The majority’s suggestion that the district court’s failure to “consider the character and magnitude of the harm threatened by continued contumacy”, United States v. UMW, supra, 330 U.S. at 304, is of no importance, strikes me as a side-stepping of what I had thought, prior to today’s majority opinion, to be a decision of the Supreme Court binding upon our Court. The majority says that the district court’s refusal to weigh this consideration does not transform “what would otherwise be civil contempt into a criminal contempt.” Supra, p. 116. This ignores the stated purpose of the district court in holding IBM in contempt, and of the government in seeking to have it held in contempt. With due respect, I must say that the majority’s strained reading of UMW as requiring merely “that the coercive fine be reasonably set in relation to the facts, that it not be arbitrary”, utterly emasculates that landmark decision of the late Chief Justice Vinson. How can a contempt fine be reasonably or non-arbitrarily set if the “facts” — i. e. the harm caused by the contumacious conduct, as well as the character and mag-' nitude of that conduct — are not even explored? It would have been no more impossible to determine the harm sustained in the instant case than it was to determine the harm caused by the nationwide coal miners’ strike in UMW.8 Furthermore, the district court’s failure to consider this issue affects not merely the amount of the fine, as the majority suggests; it goes directly to the nature of the contempt adjudication. United States v. UMW, supra, 330 U.S. at 304.
Assuming arguendo that part of the district court’s contempt order could be construed as civil in nature, the fact *126that any part of it was criminal in nature makes the entire order immediately appealable. Union Tool Co. v. Wilson, 259 U.S. 107, 110 (1922); In re Merchants’ Stock and Grain Co., 223 U.S. 639, 642 (1912); In re Christensen Engineering Co., 194 U.S. 458, 461 (1904). The mere fact that the district court labeled the order as civil and adopted formal civil contempt boilerplate does not foreclose this Court from determining that at least part of the order was criminal in nature. The contempt adjudication below, even accepting arguendo the majority’s criteria, surely was partially criminal because it cannot be gainsaid that it was not “wholly remedial” but rather was intended, at least in part, “as a deterrent to offenses against the public.” McCrone v. United States, supra, 307 U.S. at 64. The court having excluded evidence relating to whether the contumacy was injurious to the government, it is simply impossible to say that the order was wholly civil. Since the court did not consider the “character and magnitude of the harm threatened”, its order surely cannot be said to be “wholly remedial”. And the court’s statement in its Memorandum of Decision of July 10 that it wanted “to insure that its [production order] be promptly obeyed”, indicates at the very least a purpose to deter offenses committed against the court and the public.

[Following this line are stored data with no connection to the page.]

//! Booking service client and in-memory implementation.

use std::collections::HashMap;
use std::sync::{Arc, PoisonError, RwLock};

use async_trait::async_trait;
use common::{BookingId, SeatId, ShowtimeId, UserId};
use reqwest::{Client, StatusCode};
use serde::{Deserialize, Serialize};

use super::{read_error, url_join};
use crate::error::ServiceClientError;

/// Lifecycle of a booking, owned by the booking service.
#[derive(Debug, Clone, Copy, PartialEq, Eq, Hash, Serialize, Deserialize)]
#[serde(rename_all = "snake_case")]
pub enum BookingStatus {
    Initializing,
    Pending,
    Confirmed,
    Cancel,
}

impl BookingStatus {
    pub fn as_str(&self) -> &'static str {
        match self {
            BookingStatus::Initializing => "initializing",
            BookingStatus::Pending => "pending",
            BookingStatus::Confirmed => "confirmed",
            BookingStatus::Cancel => "cancel",
        }
    }
}

impl std::fmt::Display for BookingStatus {
    fn fmt(&self, f: &mut std::fmt::Formatter<'_>) -> std::fmt::Result {
        f.write_str(self.as_str())
    }
}

/// The fields of a booking the payment saga reads.
#[derive(Debug, Clone, PartialEq, Eq, Serialize, Deserialize)]
pub struct Booking {
    pub id: BookingId,
    pub user_id: UserId,
    pub showtime_id: ShowtimeId,
    pub seat_id: SeatId,
    /// Amount in the currency's minor unit.
    pub amount: i64,
    pub status: BookingStatus,
}

/// Narrow client for the booking service.
#[async_trait]
pub trait BookingServiceClient: Send + Sync {
    /// Fetches a booking owned by `user_id` only if it is in `status`.
    async fn get_booking_with_status(
        &self,
        booking_id: BookingId,
        user_id: UserId,
        status: BookingStatus,
    ) -> Result<Option<Booking>, ServiceClientError>;

    /// Moves a booking from `Initializing` to `Pending`.
    ///
    /// Exactly one concurrent caller wins; the others get
    /// `FailedPrecondition`.
    async fn transition_initializing_to_pending(
        &self,
        booking_id: BookingId,
    ) -> Result<(), ServiceClientError>;
}

#[derive(Debug, Default)]
struct InMemoryBookingState {
    bookings: HashMap<BookingId, Booking>,
    transitions: u32,
    fail_requests: bool,
}

/// In-memory booking service for development and tests.
#[derive(Debug, Clone, Default)]
pub struct InMemoryBookingService {
    state: Arc<RwLock<InMemoryBookingState>>,
}

impl InMemoryBookingService {
    pub fn new() -> Self {
        Self::default()
    }

    /// Adds or replaces a booking.
    pub fn insert(&self, booking: Booking) {
        self.write().bookings.insert(booking.id, booking);
    }

    pub fn status(&self, booking_id: BookingId) -> Option<BookingStatus> {
        self.read().bookings.get(&booking_id).map(|b| b.status)
    }

    /// Overrides a booking's status, as the booking service would on its own.
    pub fn set_status(&self, booking_id: BookingId, status: BookingStatus) {
        if let Some(booking) = self.write().bookings.get_mut(&booking_id) {
            booking.status = status;
        }
    }

    /// Number of successful `Initializing → Pending` transitions.
    pub fn transition_count(&self) -> u32 {
        self.read().transitions
    }

    pub fn set_fail_requests(&self, fail: bool) {
        self.write().fail_requests = fail;
    }

    fn read(&self) -> std::sync::RwLockReadGuard<'_, InMemoryBookingState> {
        self.state.read().unwrap_or_else(PoisonError::into_inner)
    }

    fn write(&self) -> std::sync::RwLockWriteGuard<'_, InMemoryBookingState> {
        self.state.write().unwrap_or_else(PoisonError::into_inner)
    }
}

#[async_trait]
impl BookingServiceClient for InMemoryBookingService {
    async fn get_booking_with_status(
        &self,
        booking_id: BookingId,
        user_id: UserId,
        status: BookingStatus,
    ) -> Result<Option<Booking>, ServiceClientError> {
        let state = self.read();
        if state.fail_requests {
            return Err(ServiceClientError::Unavailable("booking service".to_string()));
        }

        Ok(state
            .bookings
            .get(&booking_id)
            .filter(|b| b.user_id == user_id && b.status == status)
            .cloned())
    }

    async fn transition_initializing_to_pending(
        &self,
        booking_id: BookingId,
    ) -> Result<(), ServiceClientError> {
        let mut state = self.write();
        if state.fail_requests {
            return Err(ServiceClientError::Unavailable("booking service".to_string()));
        }

        let booking =
            state
                .bookings
                .get_mut(&booking_id)
                .ok_or(ServiceClientError::NotFound {
                    entity: "booking",
                    id: booking_id.as_i64(),
                })?;

        if booking.status != BookingStatus::Initializing {
            return Err(ServiceClientError::FailedPrecondition(format!(
                "booking {booking_id} is {}, expected initializing",
                booking.status
            )));
        }

        booking.status = BookingStatus::Pending;
        state.transitions += 1;
        Ok(())
    }
}

/// Booking service client speaking JSON over HTTP.
///
/// - `GET {base}/bookings/{id}?user_id=..&status=..` → 200 booking, 404 absent
/// - `POST {base}/bookings/{id}/pending` → 200, 404, 409/412 lost the race
#[derive(Debug, Clone)]
pub struct HttpBookingServiceClient {
    client: Client,
    base_url: String,
}

impl HttpBookingServiceClient {
    pub fn new(client: Client, base_url: impl Into<String>) -> Self {
        Self {
            client,
            base_url: base_url.into(),
        }
    }
}

#[async_trait]
impl BookingServiceClient for HttpBookingServiceClient {
    #[tracing::instrument(skip(self))]
    async fn get_booking_with_status(
        &self,
        booking_id: BookingId,
        user_id: UserId,
        status: BookingStatus,
    ) -> Result<Option<Booking>, ServiceClientError> {
        let response = self
            .client
            .get(url_join(&self.base_url, &format!("bookings/{booking_id}")))
            .query(&[
                ("user_id", user_id.to_string()),
                ("status", status.as_str().to_string()),
            ])
            .send()
            .await?;

        match response.status() {
            StatusCode::NOT_FOUND => Ok(None),
            s if s.is_success() => Ok(Some(response.json().await?)),
            _ => Err(read_error(response).await),
        }
    }

    #[tracing::instrument(skip(self))]
    async fn transition_initializing_to_pending(
        &self,
        booking_id: BookingId,
    ) -> Result<(), ServiceClientError> {
        let response = self
            .client
            .post(url_join(
                &self.base_url,
                &format!("bookings/{booking_id}/pending"),
            ))
            .send()
            .await?;

        match response.status() {
            s if s.is_success() => Ok(()),
            StatusCode::NOT_FOUND => Err(ServiceClientError::NotFound {
                entity: "booking",
                id: booking_id.as_i64(),
            }),
            StatusCode::CONFLICT | StatusCode::PRECONDITION_FAILED => {
                let message = response.text().await.unwrap_or_default();
                Err(ServiceClientError::FailedPrecondition(message))
            }
            _ => Err(read_error(response).await),
        }
    }
}
//! Persistence for payment transactions and their checkout sessions.
//!
//! Two implementations share the [`TransactionStore`] and
//! [`CheckoutSessionStore`] traits:
//! - [`InMemoryPaymentStore`] for tests and local development
//! - [`PostgresPaymentStore`] backed by sqlx
//!
//! Read-modify-write updates go through a [`TransactionLock`], which holds an
//! exclusive lock on a single transaction row until it is consumed or dropped.

pub mod error;
pub mod memory;
pub mod postgres;
pub mod session;
pub mod store;
pub mod transaction;

pub use common::{BookingId, PaymentTransactionId};
pub use error::{Result, StoreError};
pub use memory::InMemoryPaymentStore;
pub use postgres::PostgresPaymentStore;
pub use session::CheckoutSession;
pub use store::{CheckoutSessionStore, TransactionLock, TransactionStore};
pub use transaction::{NewPaymentTransaction, PaymentTransaction, PaymentTransactionStatus};
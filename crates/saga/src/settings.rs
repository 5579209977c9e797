use chrono::{FixedOffset, Offset, TimeDelta, Utc};

/// Default lifetime of a hosted checkout page, in seconds.
pub const DEFAULT_CHECKOUT_TIMEOUT_SECS: i64 = 30 * 60;

/// Default currency of ticket prices.
pub const DEFAULT_CURRENCY: &str = "vnd";

/// Default offset used to print showtimes on the checkout page (UTC+7).
pub const DEFAULT_DISPLAY_OFFSET_MINUTES: i32 = 7 * 60;

/// Knobs for the checkout pages the orchestrator opens.
#[derive(Debug, Clone, PartialEq, Eq)]
pub struct CheckoutSettings {
    /// How long the provider keeps a checkout page open.
    pub checkout_timeout: TimeDelta,
    pub currency: String,
    pub success_url: Option<String>,
    pub cancel_url: Option<String>,
    pub display_offset: FixedOffset,
}

impl CheckoutSettings {
    /// Builds a display offset from minutes east of UTC, falling back to UTC
    /// when out of range.
    pub fn offset_from_minutes(minutes: i32) -> FixedOffset {
        minutes
            .checked_mul(60)
            .and_then(FixedOffset::east_opt)
            .unwrap_or_else(|| Utc.fix())
    }
}

impl Default for CheckoutSettings {
    fn default() -> Self {
        Self {
            checkout_timeout: TimeDelta::seconds(DEFAULT_CHECKOUT_TIMEOUT_SECS),
            currency: DEFAULT_CURRENCY.to_string(),
            success_url: None,
            cancel_url: None,
            display_offset: Self::offset_from_minutes(DEFAULT_DISPLAY_OFFSET_MINUTES),
        }
    }
}
use serde::{Deserialize, Serialize};

use crate::PaymentTransactionId;

/// Provider-hosted checkout page registered for a payment transaction.
///
/// Written once, right after the provider accepted the session, and never
/// updated afterwards.
#[derive(Debug, Clone, PartialEq, Eq, Serialize, Deserialize)]
pub struct CheckoutSession {
    pub payment_transaction_id: PaymentTransactionId,
    /// Opaque session id assigned by the provider.
    pub external_session_id: String,
    pub url: String,
}

impl CheckoutSession {
    pub fn new(
        payment_transaction_id: PaymentTransactionId,
        external_session_id: impl Into<String>,
        url: impl Into<String>,
    ) -> Self {
        Self {
            payment_transaction_id,
            external_session_id: external_session_id.into(),
            url: url.into(),
        }
    }
}
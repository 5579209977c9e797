//! Webhook event processor.
//!
//! Provider deliveries are at-least-once. Every delivery is verified, then
//! applied under the transaction's row lock; a transaction that is already
//! terminal is acknowledged without being touched again.

use std::sync::Arc;

use checkout::{CheckoutSessionGateway, GatewayError, PaymentOutcome};
use common::PaymentTransactionId;
use transaction_store::{PaymentTransactionStatus, TransactionStore};

use crate::error::{PaymentError, Result};
use crate::events::PaymentTransactionCompleted;
use crate::services::CompletionEventPublisher;

/// What a delivery did to local state.
#[derive(Debug, Clone, PartialEq, Eq)]
pub enum WebhookOutcome {
    /// The transaction moved to a terminal status.
    Applied {
        payment_transaction_id: PaymentTransactionId,
        status: PaymentTransactionStatus,
    },
    /// The transaction was already terminal; nothing changed.
    Duplicate {
        payment_transaction_id: PaymentTransactionId,
        status: PaymentTransactionStatus,
    },
    /// The event type doesn't settle a payment.
    Ignored { event_type: String },
}

/// Applies provider webhook deliveries to payment transactions.
pub struct WebhookEventProcessor {
    transactions: Arc<dyn TransactionStore>,
    gateway: Arc<dyn CheckoutSessionGateway>,
    publisher: Arc<dyn CompletionEventPublisher>,
}

impl WebhookEventProcessor {
    pub fn new(
        transactions: Arc<dyn TransactionStore>,
        gateway: Arc<dyn CheckoutSessionGateway>,
        publisher: Arc<dyn CompletionEventPublisher>,
    ) -> Self {
        Self {
            transactions,
            gateway,
            publisher,
        }
    }

    #[tracing::instrument(skip(self, payload, signature), fields(payload_len = payload.len()))]
    pub async fn on_payment_provider_event(
        &self,
        payload: &[u8],
        signature: &str,
    ) -> Result<WebhookOutcome> {
        let event = self
            .gateway
            .verify_event(payload, signature)
            .inspect_err(|e| {
                if matches!(e, GatewayError::InvalidSignature(_)) {
                    metrics::counter!("webhook_signature_failures_total").increment(1);
                }
                tracing::warn!(error = %e, "webhook rejected");
            })?;

        metrics::counter!("webhook_events_received_total", "event_type" => event.event_type.clone())
            .increment(1);

        let Some(outcome) = event.kind.outcome() else {
            metrics::counter!("webhook_events_ignored_total").increment(1);
            tracing::info!(event_id = %event.id, event_type = %event.event_type, "webhook event ignored");
            return Ok(WebhookOutcome::Ignored {
                event_type: event.event_type,
            });
        };

        let target = match outcome {
            PaymentOutcome::Succeeded => PaymentTransactionStatus::Success,
            PaymentOutcome::Failed => PaymentTransactionStatus::Cancel,
        };

        let id = event
            .payment_transaction_id
            .ok_or_else(|| PaymentError::MissingTransactionId(event.id.clone()))?;

        let Some(lock) = self.transactions.lock_transaction(id).await? else {
            tracing::error!(
                event_id = %event.id,
                payment_transaction_id = %id,
                "webhook references unknown payment transaction"
            );
            return Err(PaymentError::TransactionNotFound(id));
        };

        let current = lock.transaction().status;
        if current.is_terminal() {
            lock.release().await?;
            metrics::counter!("webhook_events_duplicate_total").increment(1);
            tracing::warn!(
                event_id = %event.id,
                payment_transaction_id = %id,
                status = %current,
                "duplicate webhook delivery"
            );
            return Ok(WebhookOutcome::Duplicate {
                payment_transaction_id: id,
                status: current,
            });
        }

        let updated = lock.update_status(target).await?;

        metrics::counter!("payment_transactions_completed_total", "status" => updated.status.as_str())
            .increment(1);
        tracing::info!(
            event_id = %event.id,
            payment_transaction_id = %id,
            booking_id = %updated.booking_id,
            status = %updated.status,
            "payment transaction completed"
        );

        let completed =
            PaymentTransactionCompleted::new(updated.booking_id, updated.id, updated.status);
        if let Err(e) = self.publisher.publish_completed(&completed).await {
            metrics::counter!("completion_event_publish_failures_total").increment(1);
            tracing::error!(
                payment_transaction_id = %id,
                error = %e,
                "failed to publish payment transaction completed event"
            );
        }

        Ok(WebhookOutcome::Applied {
            payment_transaction_id: id,
            status: updated.status,
        })
    }
}
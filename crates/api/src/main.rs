//! API server entry point.

use api::{AppState, Config, Dependencies, LogFormat};
use sqlx::postgres::PgPoolOptions;
use tokio::signal;
use tracing_subscriber::EnvFilter;
use tracing_subscriber::layer::SubscriberExt;
use tracing_subscriber::util::SubscriberInitExt;
use transaction_store::PostgresPaymentStore;

/// Waits for a shutdown signal (SIGINT or SIGTERM).
async fn shutdown_signal() {
    let ctrl_c = async {
        signal::ctrl_c()
            .await
            .expect("failed to install SIGINT handler");
    };

    #[cfg(unix)]
    let terminate = async {
        signal::unix::signal(signal::unix::SignalKind::terminate())
            .expect("failed to install SIGTERM handler")
            .recv()
            .await;
    };

    #[cfg(not(unix))]
    let terminate = std::future::pending::<()>();

    tokio::select! {
        () = ctrl_c => {
            tracing::info!("received SIGINT, starting graceful shutdown");
        }
        () = terminate => {
            tracing::info!("received SIGTERM, starting graceful shutdown");
        }
    }
}

fn init_tracing(config: &Config) {
    let filter = EnvFilter::try_new(&config.log_level).unwrap_or_else(|_| EnvFilter::new("info"));
    let registry = tracing_subscriber::registry().with(filter);

    match config.log_format {
        LogFormat::Json => registry
            .with(tracing_subscriber::fmt::layer().json())
            .init(),
        LogFormat::Text => registry.with(tracing_subscriber::fmt::layer()).init(),
    }
}

#[tokio::main]
async fn main() {
    // 1. Load configuration and initialize tracing
    let config = Config::from_env();
    init_tracing(&config);

    // 2. Install Prometheus metrics recorder
    let metrics_handle = metrics_exporter_prometheus::PrometheusBuilder::new()
        .install_recorder()
        .expect("failed to install Prometheus recorder");

    // 3. Connect to PostgreSQL when configured
    let pool = match &config.database_url {
        Some(url) => {
            let pool = PgPoolOptions::new()
                .max_connections(config.database_max_connections)
                .connect(url)
                .await
                .expect("failed to connect to database");
            PostgresPaymentStore::new(pool.clone())
                .run_migrations()
                .await
                .expect("failed to run migrations");
            Some(pool)
        }
        None => {
            tracing::warn!("DATABASE_URL not set, payment transactions are kept in memory");
            None
        }
    };

    // 4. Wire collaborators and build the application
    let deps = Dependencies::from_config(&config, pool).expect("failed to build dependencies");
    tracing::info!(storage = deps.storage, "dependencies ready");
    let state = AppState::new(deps, &config);
    let app = api::create_app(state, metrics_handle);

    // 5. Start server
    let addr = config.addr();
    tracing::info!(%addr, "starting API server");

    let listener = tokio::net::TcpListener::bind(&addr)
        .await
        .expect("failed to bind address");
    axum::serve(listener, app)
        .with_graceful_shutdown(shutdown_signal())
        .await
        .expect("server error");

    tracing::info!("server shut down gracefully");
}
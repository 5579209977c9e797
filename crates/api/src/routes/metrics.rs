//! Prometheus metrics endpoint.

use axum::extract::State;
use axum::http::StatusCode;
use axum::response::IntoResponse;
use metrics_exporter_prometheus::PrometheusHandle;

/// GET /metrics — returns Prometheus-formatted metrics.
pub async fn get(State(handle): State<PrometheusHandle>) -> impl IntoResponse {
    (
        StatusCode::OK,
        [(
            axum::http::header::CONTENT_TYPE,
            "text/plain; version=0.0.4; charset=utf-8",
        )],
        handle.render(),
    )
}
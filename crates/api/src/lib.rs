//! HTTP API for the movie booking payment service.
//!
//! Exposes the payment transaction saga over REST, receives payment provider
//! webhooks, and reports structured logs (tracing) and Prometheus metrics.

pub mod config;
pub mod error;
pub mod routes;
pub mod state;

use std::sync::Arc;

use axum::Router;
use axum::routing::{get, post};
use metrics_exporter_prometheus::PrometheusHandle;
use tower_http::cors::{Any, CorsLayer};
use tower_http::trace::TraceLayer;

pub use config::{Config, LogFormat};
pub use error::ApiError;
pub use state::{AppState, Dependencies};

/// Creates the Axum application router with all routes and shared state.
pub fn create_app(state: Arc<AppState>, metrics_handle: PrometheusHandle) -> Router {
    let metrics_router = Router::new()
        .route("/metrics", get(routes::metrics::get))
        .with_state(metrics_handle);

    Router::new()
        .route("/health", get(routes::health::check))
        .route(
            "/payment-transactions",
            post(routes::payment_transactions::create),
        )
        .route(
            "/payment-transactions/cancel",
            post(routes::payment_transactions::cancel),
        )
        .route(
            "/payment-transactions/{id}",
            get(routes::payment_transactions::get),
        )
        .route("/webhook", post(routes::webhook::receive))
        .with_state(state)
        .merge(metrics_router)
        .layer(
            CorsLayer::new()
                .allow_origin(Any)
                .allow_methods(Any)
                .allow_headers(Any),
        )
        .layer(TraceLayer::new_for_http())
}
impl TestHarness {
    fn new() -> Self {
        let store = InMemoryPaymentStore::new();
        let gateway = InMemoryCheckoutGateway::new();
        let bookings = InMemoryBookingService::new();
        let catalog = InMemoryCatalogService::new();
        let publisher = InMemoryEventPublisher::new();

        let orchestrator = PaymentTransactionOrchestrator::new(
            Arc::new(bookings.clone()),
            Arc::new(catalog.clone()),
            Arc::new(store.clone()),
            Arc::new(store.clone()),
            Arc::new(gateway.clone()),
            Arc::new(publisher.clone()),
            CheckoutSettings::default(),
        );
        let processor = WebhookEventProcessor::new(
            Arc::new(store.clone()),
            Arc::new(gateway.clone()),
            Arc::new(publisher.clone()),
        );

        let harness = Self {
            orchestrator: Arc::new(orchestrator),
            processor,
            store,
            gateway,
            bookings,
            catalog,
            publisher,
        };
        harness.seed_catalog();
        harness
    }

    fn seed_catalog(&self) {
        self.catalog.add_showtime(Showtime {
            id: ShowtimeId::new(1),
            movie_id: MovieId::new(1),
            screen_id: ScreenId::new(1),
            time_start: Utc.with_ymd_and_hms(2024, 6, 1, 12, 0, 0).unwrap(),
            time_end: Utc.with_ymd_and_hms(2024, 6, 1, 14, 30, 0).unwrap(),
        });
        self.catalog.add_movie(Movie {
            id: MovieId::new(1),
            title: "Spirited Away".to_string(),
        });
        self.catalog.add_seat(Seat {
            id: SeatId::new(1),
            screen_id: ScreenId::new(1),
            no: "E5".to_string(),
        });
        self.catalog.add_screen(Screen {
            id: ScreenId::new(1),
            theater_id: TheaterId::new(1),
            name: "Screen 4".to_string(),
        });
        self.catalog.add_theater(Theater {
            id: TheaterId::new(1),
            name: "Lakeside Cinema".to_string(),
        });
    }

    fn add_booking(&self, id: i64, status: BookingStatus) {
        self.bookings.insert(Booking {
            id: BookingId::new(id),
            user_id: UserId::new(USER),
            showtime_id: ShowtimeId::new(1),
            seat_id: SeatId::new(1),
            amount: AMOUNT,
            status,
        });
    }

    async fn create(&self, booking: i64) -> saga::Result<String> {
        self.orchestrator
            .create_payment_transaction(BookingId::new(booking), UserId::new(USER))
            .await
    }

    async fn pending_transaction_id(&self, booking: i64) -> PaymentTransactionId {
        self.store
            .find_pending_for_booking(BookingId::new(booking))
            .await
            .unwrap()
            .unwrap()
            .id
    }

    async fn deliver(
        &self,
        event_type: &str,
        payment_status: &str,
        transaction_id: PaymentTransactionId,
    ) -> saga::Result<WebhookOutcome> {
        let payload = serde_json::to_vec(&json!({
            "id": format!("evt_{event_type}_{transaction_id}"),
            "type": event_type,
            "data": {
                "object": {
                    "id": "cs_test_0001",
                    "payment_status": payment_status,
                    "metadata": {
                        "transaction_id": transaction_id.to_string(),
                        "user_id": USER.to_string(),
                        "booking_id": BOOKING.to_string()
                    }
                }
            }
        }))
        .unwrap();
        let signature = self.gateway.sign(&payload).unwrap();

        self.processor
            .on_payment_provider_event(&payload, &signature)
            .await
    }
}

#[tokio::test]
async fn test_create_payment_transaction() {
    let h = TestHarness::new();
    h.add_booking(BOOKING, BookingStatus::Initializing);

    let url = h.create(BOOKING).await.unwrap();
    assert!(!url.is_empty());
    assert_eq!(url, "https://checkout.test/session/cs_test_0001");

    // Booking moved to pending through the booking service
    assert_eq!(
        h.bookings.status(BookingId::new(BOOKING)),
        Some(BookingStatus::Pending)
    );

    let transactions = h.store.transactions_for_booking(BookingId::new(BOOKING)).await;
    assert_eq!(transactions.len(), 1);
    assert_eq!(transactions[0].status, PaymentTransactionStatus::Pending);
    assert_eq!(transactions[0].amount, AMOUNT);

    let (_, session) = h
        .orchestrator
        .get_payment_transaction(transactions[0].id)
        .await
        .unwrap();
    let session = session.unwrap();
    assert_eq!(session.external_session_id, "cs_test_0001");
    assert_eq!(session.url, url);

    // The checkout page describes the ticket and echoes the transaction id
    let requests = h.gateway.created_sessions().await;
    assert_eq!(requests.len(), 1);
    let request = &requests[0];
    assert_eq!(request.payment_transaction_id, transactions[0].id);
    assert_eq!(request.amount, AMOUNT);
    assert_eq!(request.currency, "vnd");
    assert_eq!(
        request.description(),
        "Movie: Spirited Away | Seat: E5 | Date: Saturday, 01/06/2024 19:00:00 \
         | Theater: Lakeside Cinema | Screen: Screen 4"
    );
    assert_eq!(
        request.expires_at - transactions[0].request_time,
        chrono::TimeDelta::minutes(30)
    );

    let created = h.publisher.created_events();
    assert_eq!(created.len(), 1);
    assert_eq!(created[0].booking_id, BookingId::new(BOOKING));
}

#[tokio::test]
async fn test_repeated_create_returns_same_url() {
    let h = TestHarness::new();
    h.add_booking(BOOKING, BookingStatus::Initializing);

    let first = h.create(BOOKING).await.unwrap();
    let second = h.create(BOOKING).await.unwrap();

    assert_eq!(first, second);
    assert_eq!(h.store.transaction_count().await, 1);
    assert_eq!(h.gateway.created_sessions().await.len(), 1);
    assert_eq!(h.bookings.transition_count(), 1);
}

#[tokio::test]
async fn test_create_unknown_booking_is_not_found() {
    let h = TestHarness::new();

    let err = h.create(BOOKING).await.unwrap_err();
    assert_eq!(err.kind(), ErrorKind::NotFound);
    assert_eq!(h.store.transaction_count().await, 0);
}

#[tokio::test]
async fn test_create_for_another_users_booking_is_not_found() {
    let h = TestHarness::new();
    h.add_booking(BOOKING, BookingStatus::Initializing);

    let err = h
        .orchestrator
        .create_payment_transaction(BookingId::new(BOOKING), UserId::new(USER + 1))
        .await
        .unwrap_err();

    assert_eq!(err.kind(), ErrorKind::NotFound);
    assert_eq!(
        h.bookings.status(BookingId::new(BOOKING)),
        Some(BookingStatus::Initializing)
    );
}
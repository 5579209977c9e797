//! HTTP route handlers.

pub mod health;
pub mod metrics;
pub mod payment_transactions;
pub mod webhook;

In short, for this Court to deny appellate review of the district court’s crushing million dollar per week fine imposed on IBM, and to do so in reliance upon the district court’s specious characterization of the contempt order as civil in nature, represents in my view a grave perversion of long established principles of civil contempt. Although carefully labeled to forestall appellate review, the contempt order in every real sense was punitive and was intended to vindicate the authority of the court. Gompers v. Bucks Stove & Range Co., supra, 221 U.S. at 441. I would hold the contempt order to be criminal and immediately ap-pealable to our Court. Such holding would in no way be inconsistent with our en banc decision in IBM v. United States, supra note 2, 480 F.2d at 293. It would, however, be wholly consistent with the proposition, which the majority does not deny, that the imposition of contempt based upon “a blanket order as broad and sweeping as [the production order below] ought to receive appellate review before IBM is irrevocably deprived of its right to claim the attorney-client privilege.” IBM v. United States, supra note 2, 471 F.2d at 513.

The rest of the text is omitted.